Saved data entries

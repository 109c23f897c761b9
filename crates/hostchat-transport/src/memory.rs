//! In-memory transport that records outgoing packets.
//!
//! Used by the demo binary and by tests that need to observe exactly which
//! peers a broadcast reached. Individual peers can be marked unreachable,
//! or broken with an I/O error, to exercise the mid-fan-out failure path.

use std::collections::{HashMap, HashSet};
use std::io;

use crate::{PacketKind, PeerId, Transport, TransportError};

/// A packet captured by [`MemoryTransport`].
#[derive(Debug, Clone, PartialEq, Eq)]
pub struct SentPacket {
    /// Destination peer.
    pub peer: PeerId,
    /// Packet kind the payload was sent under.
    pub kind: PacketKind,
    /// Encoded payload.
    pub payload: Vec<u8>,
}

/// A [`Transport`] that queues packets in an outbox instead of sending them.
#[derive(Debug, Default)]
pub struct MemoryTransport {
    kinds: HashMap<&'static str, PacketKind>,
    unreachable: HashSet<PeerId>,
    broken: HashMap<PeerId, io::ErrorKind>,
    outbox: Vec<SentPacket>,
}

impl MemoryTransport {
    /// Creates an empty transport with no registered packet kinds.
    pub fn new() -> Self {
        Self::default()
    }

    /// Makes every later send to `peer` fail with [`TransportError::Unreachable`].
    pub fn set_unreachable(&mut self, peer: PeerId) {
        self.unreachable.insert(peer);
    }

    /// Makes every later send to `peer` fail with
    /// [`TransportError::SendFailed`] carrying an error of `kind`.
    pub fn set_broken(&mut self, peer: PeerId, kind: io::ErrorKind) {
        self.broken.insert(peer, kind);
    }

    /// Makes `peer` reachable again, clearing any injected failure.
    pub fn set_reachable(&mut self, peer: PeerId) {
        self.unreachable.remove(&peer);
        self.broken.remove(&peer);
    }

    /// Looks up a registered packet kind by name.
    pub fn packet_kind(&self, name: &str) -> Option<PacketKind> {
        self.kinds.get(name).copied()
    }

    /// Packets sent so far, oldest first.
    pub fn sent(&self) -> &[SentPacket] {
        &self.outbox
    }

    /// Removes and returns all queued packets.
    pub fn drain(&mut self) -> Vec<SentPacket> {
        std::mem::take(&mut self.outbox)
    }
}

impl Transport for MemoryTransport {
    fn register_packet(
        &mut self,
        name: &'static str,
    ) -> Result<PacketKind, TransportError> {
        if self.kinds.contains_key(name) {
            return Err(TransportError::DuplicatePacket(name));
        }
        let kind = PacketKind::new(self.kinds.len() as u16);
        self.kinds.insert(name, kind);
        tracing::debug!(name, id = kind.id(), "packet kind registered");
        Ok(kind)
    }

    fn send(
        &mut self,
        peer: PeerId,
        kind: PacketKind,
        payload: &[u8],
    ) -> Result<(), TransportError> {
        if !self.kinds.values().any(|k| *k == kind) {
            return Err(TransportError::UnknownPacket(kind.id()));
        }
        if self.unreachable.contains(&peer) {
            return Err(TransportError::Unreachable(peer));
        }
        if let Some(&kind) = self.broken.get(&peer) {
            return Err(TransportError::SendFailed {
                peer,
                source: io::Error::from(kind),
            });
        }
        self.outbox.push(SentPacket {
            peer,
            kind,
            payload: payload.to_vec(),
        });
        Ok(())
    }
}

## What you have to do:
The lines needed are those in the data above that hold the string "outbox"; copy each of them.

## Solution for this task:
/// A [`Transport`] that queues packets in an outbox instead of sending them.
    outbox: Vec<SentPacket>,
        &self.outbox
        std::mem::take(&mut self.outbox)
        self.outbox.push(SentPacket {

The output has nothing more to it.